US job creation surges in June, unemployment ticks up

Washington (AFP) –


US job creation rebounded in June while the unemployment rate ticked higher as more people entered the work force in search of jobs, the Labor Department reported Friday.

The US economic engine created another 222,000 jobs last month, while the jobless rate rose a tenth of a point to 4.4 percent, according to the report.

The result far surpassed analyst forecasts for an increase of 173,000 new jobs, and was welcome news for the White House after several months in which other economic data suggested the world's largest economy could be starting to lose steam.

The jobs rebound also was sure to comfort Federal Reserve policymakers planning to hike benchmark interest rates later this year despite persistently weak inflation.

But with the gains in employment came another month of sluggish wage increases. Average hourly earnings rose four cents to $26.25, up 0.2 percent over May and 2.5 percent higher than June of last year -- the same annual gain reported in May.

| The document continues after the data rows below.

//! HTTP clients for the platform's storage and ledger services.
//!
//! Pipelines depend only on the [`Storage`] and [`Ledger`] traits; the
//! reqwest-backed implementations live in [`storage`] and [`ledger`], and
//! the recording mocks used across the test suite in [`mock`].

pub mod ledger;
pub mod mock;
pub mod storage;

use thiserror::Error;

pub use ledger::{Ledger, LedgerAck, LedgerHttp};
pub use mock::{LedgerMock, StorageMock};
pub use storage::{BlobKind, BlobStream, Storage, StorageHttp};

/// Errors surfaced by the storage and ledger adapters.
///
/// The split between [`ClientError::Unavailable`] and
/// [`ClientError::Rejected`] drives retry classification: transient
/// failures are requeued by the broker, permanent ones fail the task.
#[derive(Debug, Error)]
pub enum ClientError {
    /// Transient: connection refused, timeout, or a 5xx answer.
    #[error("{service} unavailable: {reason}")]
    Unavailable { service: &'static str, reason: String },

    /// Permanent: the service understood the request and refused it.
    #[error("{service} rejected request with status {status}: {reason}")]
    Rejected {
        service: &'static str,
        status: u16,
        reason: String,
    },

    /// The response body could not be decoded.
    #[error("decoding {service} response: {reason}")]
    Decode { service: &'static str, reason: String },
}

impl ClientError {
    /// Whether retrying the same call later can reasonably succeed.
    pub fn is_transient(&self) -> bool {
        matches!(self, ClientError::Unavailable { .. })
    }

    pub(crate) fn from_reqwest(service: &'static str, err: reqwest::Error) -> Self {
        ClientError::Unavailable {
            service,
            reason: err.to_string(),
        }
    }

    /// Map a non-success HTTP status to the transient/permanent split.
    pub(crate) fn from_status(
        service: &'static str,
        status: reqwest::StatusCode,
        reason: String,
    ) -> Self {
        if status.is_server_error() {
            ClientError::Unavailable {
                service,
                reason: format!("status {status}: {reason}"),
            }
        } else {
            ClientError::Rejected {
                service,
                status: status.as_u16(),
                reason,
            }
        }
    }
}

#[cfg(test)]
mod tests {
    use super::*;

    #[test]
    fn server_errors_are_transient() {
        let err = ClientError::from_status(
            "storage",
            reqwest::StatusCode::BAD_GATEWAY,
            "upstream".to_owned(),
        );
        assert!(err.is_transient());
    }

    #[test]
    fn client_errors_are_permanent() {
        let err = ClientError::from_status(
            "storage",
            reqwest::StatusCode::NOT_FOUND,
            "no such blob".to_owned(),
        );
        assert!(!err.is_transient());
        assert!(matches!(err, ClientError::Rejected { status: 404, .. }));
    }
}
//! # Services
//!
//! Network collaborators of the storefront.

pub mod api;
pub mod mock_api;

pub use api::{AuctionApi, HttpAuctionApi, DEFAULT_TIMEOUT_SECS};
pub use mock_api::{ApiCall, ApiMethod, MockAuctionApi};
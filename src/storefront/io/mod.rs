//! # I/O Abstraction Layer
//!
//! Trait abstractions for terminal input and output so the storefront
//! controller can run against a real terminal or against scripted streams.
//!
//! ```text
//! Production:  AppController ──▶ TerminalEventStream ──▶ crossterm::event::read()
//!                            ──▶ TerminalRenderStream ──▶ crossterm::execute!()
//!
//! Testing:     AppController ──▶ MockEventStream     ──▶ VecDeque<Event>
//!                            ──▶ MockRenderStream    ──▶ Vec<RenderCommand>
//! ```

use anyhow::Result;
use crossterm::event::Event;
use std::io::Write;
use std::time::Duration;

pub mod mock;
pub mod terminal;

pub use mock::{MockEventStream, MockRenderHandle, MockRenderStream, RenderCommand};
pub use terminal::{TerminalEventStream, TerminalRenderStream};

/// Terminal size as (width, height)
pub type TerminalSize = (u16, u16);

/// Source of input events
pub trait EventStream: Send {
    /// Whether an event is ready within `timeout`
    fn poll(&mut self, timeout: Duration) -> Result<bool>;

    /// Next event; only call after `poll` returned true
    fn read(&mut self) -> Result<Event>;
}

/// Sink for terminal output
pub trait RenderStream: Write + Send {
    fn clear_screen(&mut self) -> Result<()>;

    /// Move cursor to (column, row)
    fn move_cursor(&mut self, x: u16, y: u16) -> Result<()>;

    fn hide_cursor(&mut self) -> Result<()>;

    fn show_cursor(&mut self) -> Result<()>;

    fn get_size(&self) -> Result<TerminalSize>;

    fn enter_alternate_screen(&mut self) -> Result<()>;

    fn leave_alternate_screen(&mut self) -> Result<()>;

    fn enable_raw_mode(&mut self) -> Result<()>;

    fn disable_raw_mode(&mut self) -> Result<()>;
}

The labor force participation rate rose a tenth of a point to 62.8 percent, a time when many US students and new college graduates began hunting for summer work. As more workers begin looking for jobs, that can push the unemployment rate higher.

Job gains were seen in healthcare, which added 37,000 new positions, financial services, which rose 17,000, and mining, which increased by 8,000 amid a modest recovery in the oil and gas sector since last summer.

The report also revised May's comparatively somber report higher, which put average job creation over the last three months at 194,000 -- just above the average monthly level recorded in 2016.

The manufacturing sector -- key to President Donald Trump's pledge to revive the economy -- was little changed, adding just 1,000 new positions after losing twice as many the month before.

New positions among autoworkers fell by 1,300 in the sector that has seen sales dwindle after the record pace of 2016.

The share of people out of work but who had been seeking a job for fewer than 26 weeks dropped sharply, falling 18 percent to 948,000.

But the ranks of the long-term unemployed edged up by 1,000 to 1.7 million.